Retype the records in full, exactly as they stand.

*** STUDY MATERIAL ***

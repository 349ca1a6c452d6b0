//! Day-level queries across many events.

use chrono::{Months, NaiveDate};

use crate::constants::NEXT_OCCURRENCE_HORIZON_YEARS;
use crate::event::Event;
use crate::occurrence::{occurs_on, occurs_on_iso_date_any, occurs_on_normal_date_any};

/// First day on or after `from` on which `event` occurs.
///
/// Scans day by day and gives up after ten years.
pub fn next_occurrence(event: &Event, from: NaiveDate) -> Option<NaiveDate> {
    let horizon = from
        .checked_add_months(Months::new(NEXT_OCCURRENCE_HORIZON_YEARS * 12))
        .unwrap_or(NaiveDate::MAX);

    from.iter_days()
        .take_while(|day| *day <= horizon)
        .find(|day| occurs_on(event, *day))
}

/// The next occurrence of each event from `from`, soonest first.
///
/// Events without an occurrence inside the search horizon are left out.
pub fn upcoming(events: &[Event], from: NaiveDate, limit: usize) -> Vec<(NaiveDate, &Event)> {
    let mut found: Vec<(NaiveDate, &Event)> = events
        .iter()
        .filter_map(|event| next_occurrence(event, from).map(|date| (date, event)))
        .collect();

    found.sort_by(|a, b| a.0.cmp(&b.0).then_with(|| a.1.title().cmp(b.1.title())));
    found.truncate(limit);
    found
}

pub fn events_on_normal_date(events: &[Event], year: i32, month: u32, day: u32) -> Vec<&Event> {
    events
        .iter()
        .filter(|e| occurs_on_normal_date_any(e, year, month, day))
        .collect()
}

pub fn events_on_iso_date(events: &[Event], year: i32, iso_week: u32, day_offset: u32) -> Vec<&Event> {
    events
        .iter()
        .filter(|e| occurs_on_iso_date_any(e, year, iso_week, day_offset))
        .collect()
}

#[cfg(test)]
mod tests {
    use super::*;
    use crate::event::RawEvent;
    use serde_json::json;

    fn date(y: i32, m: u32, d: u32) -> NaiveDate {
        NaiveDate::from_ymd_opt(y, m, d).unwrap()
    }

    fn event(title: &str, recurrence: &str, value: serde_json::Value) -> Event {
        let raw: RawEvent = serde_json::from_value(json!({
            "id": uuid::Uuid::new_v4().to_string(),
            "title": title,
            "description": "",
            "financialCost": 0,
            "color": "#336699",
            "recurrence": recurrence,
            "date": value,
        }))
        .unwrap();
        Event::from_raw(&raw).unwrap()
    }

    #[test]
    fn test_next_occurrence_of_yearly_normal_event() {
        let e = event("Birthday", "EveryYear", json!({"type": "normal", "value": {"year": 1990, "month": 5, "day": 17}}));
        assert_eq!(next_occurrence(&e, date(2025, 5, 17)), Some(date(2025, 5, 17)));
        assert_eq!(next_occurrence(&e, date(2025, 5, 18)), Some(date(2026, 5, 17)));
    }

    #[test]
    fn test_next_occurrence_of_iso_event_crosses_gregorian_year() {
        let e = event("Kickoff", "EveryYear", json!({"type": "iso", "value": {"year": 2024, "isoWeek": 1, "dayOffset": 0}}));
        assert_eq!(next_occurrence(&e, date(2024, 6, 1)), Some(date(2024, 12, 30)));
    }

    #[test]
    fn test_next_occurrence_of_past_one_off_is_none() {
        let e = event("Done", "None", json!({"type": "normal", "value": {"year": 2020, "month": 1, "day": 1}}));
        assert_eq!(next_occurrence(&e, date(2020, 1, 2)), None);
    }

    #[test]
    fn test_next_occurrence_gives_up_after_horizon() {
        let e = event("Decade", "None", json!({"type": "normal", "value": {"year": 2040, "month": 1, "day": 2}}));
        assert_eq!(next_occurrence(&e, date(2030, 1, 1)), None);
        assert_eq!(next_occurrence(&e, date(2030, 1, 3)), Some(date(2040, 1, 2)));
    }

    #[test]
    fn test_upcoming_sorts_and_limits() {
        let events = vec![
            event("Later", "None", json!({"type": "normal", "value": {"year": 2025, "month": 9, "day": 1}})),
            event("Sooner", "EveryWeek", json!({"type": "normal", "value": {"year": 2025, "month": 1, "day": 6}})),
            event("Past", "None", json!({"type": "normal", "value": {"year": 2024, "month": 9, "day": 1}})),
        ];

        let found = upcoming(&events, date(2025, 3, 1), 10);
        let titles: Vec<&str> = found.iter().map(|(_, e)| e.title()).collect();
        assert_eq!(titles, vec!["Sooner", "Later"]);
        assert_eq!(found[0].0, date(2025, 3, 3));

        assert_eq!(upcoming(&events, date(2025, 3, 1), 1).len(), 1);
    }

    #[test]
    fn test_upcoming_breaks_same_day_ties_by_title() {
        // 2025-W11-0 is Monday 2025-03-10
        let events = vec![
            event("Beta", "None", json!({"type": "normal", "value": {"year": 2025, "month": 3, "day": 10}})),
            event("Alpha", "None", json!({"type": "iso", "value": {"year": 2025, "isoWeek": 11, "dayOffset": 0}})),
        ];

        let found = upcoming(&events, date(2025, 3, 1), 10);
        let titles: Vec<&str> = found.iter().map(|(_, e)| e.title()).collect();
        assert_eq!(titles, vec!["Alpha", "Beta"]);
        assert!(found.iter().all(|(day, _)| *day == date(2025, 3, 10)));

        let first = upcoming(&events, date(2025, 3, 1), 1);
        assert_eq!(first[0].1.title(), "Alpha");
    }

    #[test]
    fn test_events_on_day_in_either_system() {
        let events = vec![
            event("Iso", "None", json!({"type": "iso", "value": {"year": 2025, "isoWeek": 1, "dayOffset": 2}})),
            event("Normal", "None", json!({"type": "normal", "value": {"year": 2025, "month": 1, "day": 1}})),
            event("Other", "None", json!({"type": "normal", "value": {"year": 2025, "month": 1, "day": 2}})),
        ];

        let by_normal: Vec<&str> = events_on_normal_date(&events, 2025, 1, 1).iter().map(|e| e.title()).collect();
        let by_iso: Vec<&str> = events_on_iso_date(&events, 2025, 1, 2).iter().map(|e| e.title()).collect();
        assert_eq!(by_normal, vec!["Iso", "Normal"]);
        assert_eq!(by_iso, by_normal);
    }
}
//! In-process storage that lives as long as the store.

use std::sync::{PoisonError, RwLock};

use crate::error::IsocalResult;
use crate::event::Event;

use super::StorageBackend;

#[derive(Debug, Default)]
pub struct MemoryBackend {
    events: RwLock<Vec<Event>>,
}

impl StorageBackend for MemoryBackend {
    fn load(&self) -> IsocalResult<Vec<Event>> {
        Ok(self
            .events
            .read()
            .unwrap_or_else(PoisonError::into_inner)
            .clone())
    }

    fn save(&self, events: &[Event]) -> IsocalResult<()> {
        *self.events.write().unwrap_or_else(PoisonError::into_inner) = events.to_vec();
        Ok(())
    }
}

*** End of STUDY MATERIAL ***

SOLUTION FOR THIS TASK ->
repository 349ca1a6c452d6b0
//! Day-level queries across many events.

use chrono::{Months, NaiveDate};

use crate::constants::NEXT_OCCURRENCE_HORIZON_YEARS;
use crate::event::Event;
use crate::occurrence::{occurs_on, occurs_on_iso_date_any, occurs_on_normal_date_any};

/// First day on or after `from` on which `event` occurs.
///
/// Scans day by day and gives up after ten years.
pub fn next_occurrence(event: &Event, from: NaiveDate) -> Option<NaiveDate> {
    let horizon = from
        .checked_add_months(Months::new(NEXT_OCCURRENCE_HORIZON_YEARS * 12))
        .unwrap_or(NaiveDate::MAX);

    from.iter_days()
        .take_while(|day| *day <= horizon)
        .find(|day| occurs_on(event, *day))
}

/// The next occurrence of each event from `from`, soonest first.
///
/// Events without an occurrence inside the search horizon are left out.
pub fn upcoming(events: &[Event], from: NaiveDate, limit: usize) -> Vec<(NaiveDate, &Event)> {
    let mut found: Vec<(NaiveDate, &Event)> = events
        .iter()
        .filter_map(|event| next_occurrence(event, from).map(|date| (date, event)))
        .collect();

    found.sort_by(|a, b| a.0.cmp(&b.0).then_with(|| a.1.title().cmp(b.1.title())));
    found.truncate(limit);
    found
}

pub fn events_on_normal_date(events: &[Event], year: i32, month: u32, day: u32) -> Vec<&Event> {
    events
        .iter()
        .filter(|e| occurs_on_normal_date_any(e, year, month, day))
        .collect()
}

pub fn events_on_iso_date(events: &[Event], year: i32, iso_week: u32, day_offset: u32) -> Vec<&Event> {
    events
        .iter()
        .filter(|e| occurs_on_iso_date_any(e, year, iso_week, day_offset))
        .collect()
}

#[cfg(test)]
mod tests {
    use super::*;
    use crate::event::RawEvent;
    use serde_json::json;

    fn date(y: i32, m: u32, d: u32) -> NaiveDate {
        NaiveDate::from_ymd_opt(y, m, d).unwrap()
    }

    fn event(title: &str, recurrence: &str, value: serde_json::Value) -> Event {
        let raw: RawEvent = serde_json::from_value(json!({
            "id": uuid::Uuid::new_v4().to_string(),
            "title": title,
            "description": "",
            "financialCost": 0,
            "color": "#336699",
            "recurrence": recurrence,
            "date": value,
        }))
        .unwrap();
        Event::from_raw(&raw).unwrap()
    }

    #[test]
    fn test_next_occurrence_of_yearly_normal_event() {
        let e = event("Birthday", "EveryYear", json!({"type": "normal", "value": {"year": 1990, "month": 5, "day": 17}}));
        assert_eq!(next_occurrence(&e, date(2025, 5, 17)), Some(date(2025, 5, 17)));
        assert_eq!(next_occurrence(&e, date(2025, 5, 18)), Some(date(2026, 5, 17)));
    }

    #[test]
    fn test_next_occurrence_of_iso_event_crosses_gregorian_year() {
        let e = event("Kickoff", "EveryYear", json!({"type": "iso", "value": {"year": 2024, "isoWeek": 1, "dayOffset": 0}}));
        assert_eq!(next_occurrence(&e, date(2024, 6, 1)), Some(date(2024, 12, 30)));
    }

    #[test]
    fn test_next_occurrence_of_past_one_off_is_none() {
        let e = event("Done", "None", json!({"type": "normal", "value": {"year": 2020, "month": 1, "day": 1}}));
        assert_eq!(next_occurrence(&e, date(2020, 1, 2)), None);
    }

    #[test]
    fn test_next_occurrence_gives_up_after_horizon() {
        let e = event("Decade", "None", json!({"type": "normal", "value": {"year": 2040, "month": 1, "day": 2}}));
        assert_eq!(next_occurrence(&e, date(2030, 1, 1)), None);
        assert_eq!(next_occurrence(&e, date(2030, 1, 3)), Some(date(2040, 1, 2)));
    }

    #[test]
    fn test_upcoming_sorts_and_limits() {
        let events = vec![
            event("Later", "None", json!({"type": "normal", "value": {"year": 2025, "month": 9, "day": 1}})),
            event("Sooner", "EveryWeek", json!({"type": "normal", "value": {"year": 2025, "month": 1, "day": 6}})),
            event("Past", "None", json!({"type": "normal", "value": {"year": 2024, "month": 9, "day": 1}})),
        ];

        let found = upcoming(&events, date(2025, 3, 1), 10);
        let titles: Vec<&str> = found.iter().map(|(_, e)| e.title()).collect();
        assert_eq!(titles, vec!["Sooner", "Later"]);
        assert_eq!(found[0].0, date(2025, 3, 3));

        assert_eq!(upcoming(&events, date(2025, 3, 1), 1).len(), 1);
    }

    #[test]
    fn test_upcoming_breaks_same_day_ties_by_title() {
        // 2025-W11-0 is Monday 2025-03-10
        let events = vec![
            event("Beta", "None", json!({"type": "normal", "value": {"year": 2025, "month": 3, "day": 10}})),
            event("Alpha", "None", json!({"type": "iso", "value": {"year": 2025, "isoWeek": 11, "dayOffset": 0}})),
        ];

        let found = upcoming(&events, date(2025, 3, 1), 10);
        let titles: Vec<&str> = found.iter().map(|(_, e)| e.title()).collect();
        assert_eq!(titles, vec!["Alpha", "Beta"]);
        assert!(found.iter().all(|(day, _)| *day == date(2025, 3, 10)));

        let first = upcoming(&events, date(2025, 3, 1), 1);
        assert_eq!(first[0].1.title(), "Alpha");
    }

    #[test]
    fn test_events_on_day_in_either_system() {
        let events = vec![
            event("Iso", "None", json!({"type": "iso", "value": {"year": 2025, "isoWeek": 1, "dayOffset": 2}})),
            event("Normal", "None", json!({"type": "normal", "value": {"year": 2025, "month": 1, "day": 1}})),
            event("Other", "None", json!({"type": "normal", "value": {"year": 2025, "month": 1, "day": 2}})),
        ];

        let by_normal: Vec<&str> = events_on_normal_date(&events, 2025, 1, 1).iter().map(|e| e.title()).collect();
        let by_iso: Vec<&str> = events_on_iso_date(&events, 2025, 1, 2).iter().map(|e| e.title()).collect();
        assert_eq!(by_normal, vec!["Iso", "Normal"]);
        assert_eq!(by_iso, by_normal);
    }
}
//! In-process storage that lives as long as the store.

use std::sync::{PoisonError, RwLock};

use crate::error::IsocalResult;
use crate::event::Event;

use super::StorageBackend;

#[derive(Debug, Default)]
pub struct MemoryBackend {
    events: RwLock<Vec<Event>>,
}

impl StorageBackend for MemoryBackend {
    fn load(&self) -> IsocalResult<Vec<Event>> {
        Ok(self
            .events
            .read()
            .unwrap_or_else(PoisonError::into_inner)
            .clone())
    }

    fn save(&self, events: &[Event]) -> IsocalResult<()> {
        *self.events.write().unwrap_or_else(PoisonError::into_inner) = events.to_vec();
        Ok(())
    }
}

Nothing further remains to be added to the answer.